Дни затмения (Половцов) - страница 74

Большевики, рассеявшись по городу, учиняют мелкие перестрелки в разных углах. Местами пулеметы, запрятанные в домах, стреляют из окон. Между прочим, два юнкера в Зимнем дворце были ранены такими выстрелами с противоположного берега реки. Но все эти скандалы довольно быстро ликвидируются посылкой грузовиков с посаженными на них юнкерами и георгиевцами. Прислушиваясь к голосу казарм, убеждаюсь, что после посрамления большевиков благоприятное настроение в 1-й дивизии растет с поразительной быстротой, и я начинаю чувствовать почву под ногами. Но вечер и ночь все-таки проходят довольно тревожно: большевики продолжают поднимать неожиданную пальбу то тут, то там, наводя панику на обывателя, а когда ружейная трескотня раздается около самой Дворцовой площади, все, продолжающие сидеть в моем кабинете члены правительства, чувствуют себя скверно, несмотря на присутствие крупного юнкерского караула, выставившего пулеметы в окнах нижнего этажа штаба.

Электричество в городе потушено, некоторые мосты разведены, на других поставлены сильные заставы. От времени до времени влетают паникеры с известием, что появилась где-нибудь крупная неприятельская колонна, но это, по проверке, неизменно оказывается вымыслом. Сижу всю ночь у письменного стола, совещаясь то с Пальчинским, то с Балабиным, то с Паршиным. Телефонный аппарат передо мной звонит почти беспрерывно. К полуночи как будто наступило успокоение. Князь Львов избрал себе ночлег поблизости, в Министерстве иностранных дел, а Терещенко последний раз вызывает меня по телефону и предлагает выпустить воззвание Временного Правительства. Рекомендую ему лечь спать. Эти воззвания давно всем приелись. Говорю Пальчинскому, что сейчас самый подходящий документ — был бы короткий приказ за моей подписью в том духе, что, мол, «всех к черту, — слушаться моей команды», а затем приступить к беспощадному истреблению большевиков.

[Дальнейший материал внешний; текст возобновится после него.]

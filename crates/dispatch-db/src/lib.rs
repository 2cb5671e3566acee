pub mod database;
pub mod member;
pub mod migrations;
pub mod newsletter;
pub mod settings;
pub mod slug;
mod timestamp;

pub use database::{Database, with_transaction};
pub use member::Member;
pub use migrations::{AppliedMigration, Migration, Migrator, SqlMigration};
pub use newsletter::{NewNewsletter, Newsletter, NewsletterPatch, NewsletterStatus, Visibility};
pub use slug::{SlugGenerator, SlugScope};
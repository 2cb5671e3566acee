use dispatch_common::{Error, Result};
use dispatch_config::SlugConfig;
use rusqlite::{Connection, params};
use tracing::debug;

/// Fallback when a candidate contains no usable characters.
const EMPTY_SLUG: &str = "untitled";

/// A table whose rows carry a unique `slug` column.
pub trait SlugScope {
    const TABLE: &'static str;
}

/// Produces slugs that are unused within a [`SlugScope`].
#[derive(Debug, Clone, Copy)]
pub struct SlugGenerator {
    max_attempts: u32,
    max_length: usize,
}

impl Default for SlugGenerator {
    fn default() -> Self {
        Self::from(SlugConfig::default())
    }
}

impl From<SlugConfig> for SlugGenerator {
    fn from(config: SlugConfig) -> Self {
        Self {
            max_attempts: config.max_attempts,
            max_length: config.max_length.max(1),
        }
    }
}

impl SlugGenerator {
    /// Return `slugify(candidate)` or the first free `base-N` (N >= 2).
    ///
    /// Lookups run on `conn`, so callers holding a transaction see their own
    /// uncommitted rows. The row identified by `exclude_id` never counts as a
    /// collision.
    pub fn generate<S: SlugScope>(
        &self,
        conn: &Connection,
        candidate: &str,
        exclude_id: Option<&str>,
    ) -> Result<String> {
        let base = slugify(candidate, self.max_length);
        let sql = format!(
            "SELECT EXISTS(SELECT 1 FROM {} WHERE slug = ?1 AND (?2 IS NULL OR id != ?2))",
            S::TABLE
        );
        let mut stmt = conn
            .prepare_cached(&sql)
            .map_err(|e| Error::Database(format!("failed to prepare slug lookup: {e}")))?;

        for attempt in 1..=self.max_attempts {
            let slug = if attempt == 1 {
                base.clone()
            } else {
                with_suffix(&base, attempt, self.max_length)
            };

            let taken: bool = stmt
                .query_row(params![slug, exclude_id], |row| row.get(0))
                .map_err(|e| Error::Database(format!("failed to check slug: {e}")))?;
            if !taken {
                return Ok(slug);
            }
            debug!("slug '{slug}' already used in {}", S::TABLE);
        }

        Err(Error::Conflict(format!(
            "no free slug for '{base}' in {} after {} attempts",
            S::TABLE,
            self.max_attempts
        )))
    }
}

/// Transliterate to ASCII, then keep lowercase alphanumerics joined by
/// single dashes.
pub fn slugify(input: &str, max_length: usize) -> String {
    let ascii = deunicode::deunicode(input);
    let mut slug = String::with_capacity(ascii.len());
    let mut pending_dash = false;

    for c in ascii.chars() {
        if c.is_ascii_alphanumeric() {
            if pending_dash && !slug.is_empty() {
                slug.push('-');
            }
            pending_dash = false;
            slug.push(c.to_ascii_lowercase());
        } else {
            pending_dash = true;
        }
    }

    let slug = truncate(&slug, max_length);
    if slug.is_empty() {
        EMPTY_SLUG.to_string()
    } else {
        slug.to_string()
    }
}

fn with_suffix(base: &str, attempt: u32, max_length: usize) -> String {
    let suffix = format!("-{attempt}");
    let room = max_length.saturating_sub(suffix.len());
    format!("{}{suffix}", truncate(base, room))
}

// Slugs are ASCII, so byte slicing is safe.
fn truncate(slug: &str, max_length: usize) -> &str {
    let cut = &slug[..slug.len().min(max_length)];
    cut.trim_end_matches('-')
}
use chrono::{DateTime, NaiveDateTime, ParseError, SecondsFormat, SubsecRound, Utc};
use rusqlite::Row;
use rusqlite::types::Type;

/// Current time at the precision timestamps are stored with.
pub(crate) fn now() -> DateTime<Utc> {
    Utc::now().trunc_subsecs(6)
}

/// Fixed-width UTC form so that text ordering matches chronological ordering.
pub(crate) fn format(dt: &DateTime<Utc>) -> String {
    dt.to_rfc3339_opts(SecondsFormat::Micros, true)
}

pub(crate) fn parse(s: &str) -> Result<DateTime<Utc>, ParseError> {
    DateTime::parse_from_rfc3339(s)
        .map(|dt| dt.with_timezone(&Utc))
        .or_else(|_| {
            // SQLite datetime('now') produces "YYYY-MM-DD HH:MM:SS"
            NaiveDateTime::parse_from_str(s, "%Y-%m-%d %H:%M:%S").map(|naive| naive.and_utc())
        })
}

/// Read a stored timestamp column. Text that is not a timestamp fails the row.
pub(crate) fn column(row: &Row<'_>, idx: usize) -> rusqlite::Result<DateTime<Utc>> {
    let text: String = row.get(idx)?;
    parse(&text)
        .map_err(|e| rusqlite::Error::FromSqlConversionFailure(idx, Type::Text, Box::new(e)))
}
pub mod loader;
pub mod model;

pub use loader::ConfigLoader;
pub use model::{AppConfig, DatabaseConfig, LoggingConfig, SlugConfig};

Эти господа в растерянности. Совет слегка посрамлен. В войсках настроение благоприятное. Разоблачения Алексинского произвели сильное впечатление. Минута такая, что можно что угодно сделать, но не могу же я идти против правительства, а оно несомненно будет миндальничать. Со вздохом отворачиваюсь от письменного стола и вижу в углу кабинета умилительную картину: на моем большом турецком диване спит Церетели[161], а упершись ногами ему в живот, лежа в поперечном направлении, храпит Чернов. Рядом в кресле дремлет обер-прокурор Святейшего синода. Спите, вершители судеб Земли Русской!

К утру выясняется, что какие-то остатки разбитых большевиков собрались в районе дома Кшесинской и заняли свой конец Троицкого моста. В этих же местах собрались Кронштадтские моряки. Они, в числе нескольких сот, проникли в восточную часть Петропавловской крепости и, рассчитывая на симпатию арсенальных рабочих, а может быть и стрелков, думают занять всю крепость и там обороняться. Необходимо немедленно всю эту публику ликвидировать. По моему мнению, особенного труда в этом не будет: дух у большевиков пониженный, они утомлены блужданием по городу в течение суток; вожаки, по-видимому, растерялись, Ленин, по слухам, бежал в Финляндию.